━━━━━ Recorded data ━━━━━

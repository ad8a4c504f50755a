//! Local store adapter
//!
//! The local store is the per-device source of truth: every screen reads its
//! state from here at startup and writes edits straight back. Sync only ever
//! touches the synced keys.
//!
//! Storage location: `<data_dir>/local_store.json` (configurable via `Config`)

use std::collections::BTreeMap;
use std::fs::{self, File};
use std::io::Write;
use std::path::{Path, PathBuf};
use std::sync::Mutex;

use crate::error::{SyncError, SyncResult};
use crate::payload::SyncedPayload;

/// Synchronous string key-value storage
pub trait LocalStore: Send + Sync {
    /// Read a value; `None` if the key was never written
    fn get(&self, key: &str) -> SyncResult<Option<String>>;

    /// Write a value, replacing any previous one
    fn set(&self, key: &str, value: &str) -> SyncResult<()>;

    /// Snapshot the given keys (absent keys are left out)
    fn snapshot(&self, keys: &[String]) -> SyncResult<SyncedPayload> {
        let mut payload = SyncedPayload::new();
        for key in keys {
            if let Some(value) = self.get(key)? {
                payload.insert(key.clone(), value);
            }
        }
        Ok(payload)
    }
}

/// Local store backed by a single JSON object file
///
/// The file is re-read on every access so writes made by other processes
/// are always visible.
pub struct FileLocalStore {
    path: PathBuf,
    /// Serializes read-modify-write cycles within this process
    write_lock: Mutex<()>,
}

impl FileLocalStore {
    pub fn new(path: PathBuf) -> Self {
        Self {
            path,
            write_lock: Mutex::new(()),
        }
    }

    /// All entries, synced or not
    pub fn entries(&self) -> SyncResult<BTreeMap<String, String>> {
        self.load()
    }

    fn load(&self) -> SyncResult<BTreeMap<String, String>> {
        if !self.path.exists() {
            return Ok(BTreeMap::new());
        }

        let content =
            fs::read_to_string(&self.path).map_err(|e| SyncError::from_io(e, self.path.clone()))?;
        if content.trim().is_empty() {
            return Ok(BTreeMap::new());
        }

        serde_json::from_str(&content).map_err(|e| SyncError::LocalStore {
            path: self.path.clone(),
            details: format!("invalid JSON: {}", e),
        })
    }
}

impl LocalStore for FileLocalStore {
    fn get(&self, key: &str) -> SyncResult<Option<String>> {
        Ok(self.load()?.remove(key))
    }

    fn set(&self, key: &str, value: &str) -> SyncResult<()> {
        let _guard = self
            .write_lock
            .lock()
            .unwrap_or_else(|poisoned| poisoned.into_inner());

        let mut entries = self.load()?;
        entries.insert(key.to_string(), value.to_string());

        let json = serde_json::to_vec_pretty(&entries)?;
        atomic_write(&self.path, &json).map_err(|e| SyncError::from_io(e, self.path.clone()))
    }
}

/// In-process local store
#[derive(Debug, Default)]
pub struct MemoryLocalStore {
    entries: Mutex<BTreeMap<String, String>>,
}

impl MemoryLocalStore {
    pub fn new() -> Self {
        Self::default()
    }

    pub fn with_entries<K: Into<String>, V: Into<String>>(
        entries: impl IntoIterator<Item = (K, V)>,
    ) -> Self {
        Self {
            entries: Mutex::new(
                entries
                    .into_iter()
                    .map(|(k, v)| (k.into(), v.into()))
                    .collect(),
            ),
        }
    }

    fn lock(&self) -> std::sync::MutexGuard<'_, BTreeMap<String, String>> {
        self.entries
            .lock()
            .unwrap_or_else(|poisoned| poisoned.into_inner())
    }
}

impl LocalStore for MemoryLocalStore {
    fn get(&self, key: &str) -> SyncResult<Option<String>> {
        Ok(self.lock().get(key).cloned())
    }

    fn set(&self, key: &str, value: &str) -> SyncResult<()> {
        self.lock().insert(key.to_string(), value.to_string());
        Ok(())
    }
}

/// Write data to a file atomically
///
/// 1. Write to a temporary file in the same directory
/// 2. Sync the file to disk
/// 3. Rename the temp file to the target path
pub(crate) fn atomic_write(path: &Path, data: &[u8]) -> std::io::Result<()> {
    if let Some(parent) = path.parent() {
        fs::create_dir_all(parent)?;
    }

    let temp_path = path.with_extension("tmp");

    let mut file = File::create(&temp_path)?;
    file.write_all(data)?;
    file.sync_all()?;

    fs::rename(&temp_path, path)
}
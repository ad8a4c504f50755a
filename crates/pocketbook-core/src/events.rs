//! In-process change notifications
//!
//! When a shared value changes (a merged pull, a new exchange rate), the
//! writer publishes the key and every interested component re-reads it
//! from the local store.

use tokio::sync::broadcast;

/// Buffered events per subscriber before the slowest one starts lagging
const CHANNEL_CAPACITY: usize = 64;

/// A named local store key changed
#[derive(Debug, Clone, PartialEq, Eq)]
pub struct ChangeEvent {
    pub key: String,
}

/// Publish/subscribe channel for change events
#[derive(Debug, Clone)]
pub struct ChangeBus {
    tx: broadcast::Sender<ChangeEvent>,
}

impl ChangeBus {
    pub fn new() -> Self {
        let (tx, _rx) = broadcast::channel(CHANNEL_CAPACITY);
        Self { tx }
    }

    /// Announce a change; returns the number of subscribers reached
    pub fn publish(&self, key: impl Into<String>) -> usize {
        // No subscribers is fine
        self.tx
            .send(ChangeEvent { key: key.into() })
            .unwrap_or(0)
    }

    pub fn subscribe(&self) -> broadcast::Receiver<ChangeEvent> {
        self.tx.subscribe()
    }
}

impl Default for ChangeBus {
    fn default() -> Self {
        Self::new()
    }
}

━━━━━

The material shown above is to be retyped in full, without alteration.

repository ad8a4c504f50755a
//! Local store adapter
//!
//! The local store is the per-device source of truth: every screen reads its
//! state from here at startup and writes edits straight back. Sync only ever
//! touches the synced keys.
//!
//! Storage location: `<data_dir>/local_store.json` (configurable via `Config`)

use std::collections::BTreeMap;
use std::fs::{self, File};
use std::io::Write;
use std::path::{Path, PathBuf};
use std::sync::Mutex;

use crate::error::{SyncError, SyncResult};
use crate::payload::SyncedPayload;

/// Synchronous string key-value storage
pub trait LocalStore: Send + Sync {
    /// Read a value; `None` if the key was never written
    fn get(&self, key: &str) -> SyncResult<Option<String>>;

    /// Write a value, replacing any previous one
    fn set(&self, key: &str, value: &str) -> SyncResult<()>;

    /// Snapshot the given keys (absent keys are left out)
    fn snapshot(&self, keys: &[String]) -> SyncResult<SyncedPayload> {
        let mut payload = SyncedPayload::new();
        for key in keys {
            if let Some(value) = self.get(key)? {
                payload.insert(key.clone(), value);
            }
        }
        Ok(payload)
    }
}

/// Local store backed by a single JSON object file
///
/// The file is re-read on every access so writes made by other processes
/// are always visible.
pub struct FileLocalStore {
    path: PathBuf,
    /// Serializes read-modify-write cycles within this process
    write_lock: Mutex<()>,
}

impl FileLocalStore {
    pub fn new(path: PathBuf) -> Self {
        Self {
            path,
            write_lock: Mutex::new(()),
        }
    }

    /// All entries, synced or not
    pub fn entries(&self) -> SyncResult<BTreeMap<String, String>> {
        self.load()
    }

    fn load(&self) -> SyncResult<BTreeMap<String, String>> {
        if !self.path.exists() {
            return Ok(BTreeMap::new());
        }

        let content =
            fs::read_to_string(&self.path).map_err(|e| SyncError::from_io(e, self.path.clone()))?;
        if content.trim().is_empty() {
            return Ok(BTreeMap::new());
        }

        serde_json::from_str(&content).map_err(|e| SyncError::LocalStore {
            path: self.path.clone(),
            details: format!("invalid JSON: {}", e),
        })
    }
}

impl LocalStore for FileLocalStore {
    fn get(&self, key: &str) -> SyncResult<Option<String>> {
        Ok(self.load()?.remove(key))
    }

    fn set(&self, key: &str, value: &str) -> SyncResult<()> {
        let _guard = self
            .write_lock
            .lock()
            .unwrap_or_else(|poisoned| poisoned.into_inner());

        let mut entries = self.load()?;
        entries.insert(key.to_string(), value.to_string());

        let json = serde_json::to_vec_pretty(&entries)?;
        atomic_write(&self.path, &json).map_err(|e| SyncError::from_io(e, self.path.clone()))
    }
}

/// In-process local store
#[derive(Debug, Default)]
pub struct MemoryLocalStore {
    entries: Mutex<BTreeMap<String, String>>,
}

impl MemoryLocalStore {
    pub fn new() -> Self {
        Self::default()
    }

    pub fn with_entries<K: Into<String>, V: Into<String>>(
        entries: impl IntoIterator<Item = (K, V)>,
    ) -> Self {
        Self {
            entries: Mutex::new(
                entries
                    .into_iter()
                    .map(|(k, v)| (k.into(), v.into()))
                    .collect(),
            ),
        }
    }

    fn lock(&self) -> std::sync::MutexGuard<'_, BTreeMap<String, String>> {
        self.entries
            .lock()
            .unwrap_or_else(|poisoned| poisoned.into_inner())
    }
}

impl LocalStore for MemoryLocalStore {
    fn get(&self, key: &str) -> SyncResult<Option<String>> {
        Ok(self.lock().get(key).cloned())
    }

    fn set(&self, key: &str, value: &str) -> SyncResult<()> {
        self.lock().insert(key.to_string(), value.to_string());
        Ok(())
    }
}

/// Write data to a file atomically
///
/// 1. Write to a temporary file in the same directory
/// 2. Sync the file to disk
/// 3. Rename the temp file to the target path
pub(crate) fn atomic_write(path: &Path, data: &[u8]) -> std::io::Result<()> {
    if let Some(parent) = path.parent() {
        fs::create_dir_all(parent)?;
    }

    let temp_path = path.with_extension("tmp");

    let mut file = File::create(&temp_path)?;
    file.write_all(data)?;
    file.sync_all()?;

    fs::rename(&temp_path, path)
}
repository ad8a4c504f50755a
filename crates/pocketbook-core/src/events.rs
//! In-process change notifications
//!
//! When a shared value changes (a merged pull, a new exchange rate), the
//! writer publishes the key and every interested component re-reads it
//! from the local store.

use tokio::sync::broadcast;

/// Buffered events per subscriber before the slowest one starts lagging
const CHANNEL_CAPACITY: usize = 64;

/// A named local store key changed
#[derive(Debug, Clone, PartialEq, Eq)]
pub struct ChangeEvent {
    pub key: String,
}

/// Publish/subscribe channel for change events
#[derive(Debug, Clone)]
pub struct ChangeBus {
    tx: broadcast::Sender<ChangeEvent>,
}

impl ChangeBus {
    pub fn new() -> Self {
        let (tx, _rx) = broadcast::channel(CHANNEL_CAPACITY);
        Self { tx }
    }

    /// Announce a change; returns the number of subscribers reached
    pub fn publish(&self, key: impl Into<String>) -> usize {
        // No subscribers is fine
        self.tx
            .send(ChangeEvent { key: key.into() })
            .unwrap_or(0)
    }

    pub fn subscribe(&self) -> broadcast::Receiver<ChangeEvent> {
        self.tx.subscribe()
    }
}

impl Default for ChangeBus {
    fn default() -> Self {
        Self::new()
    }
}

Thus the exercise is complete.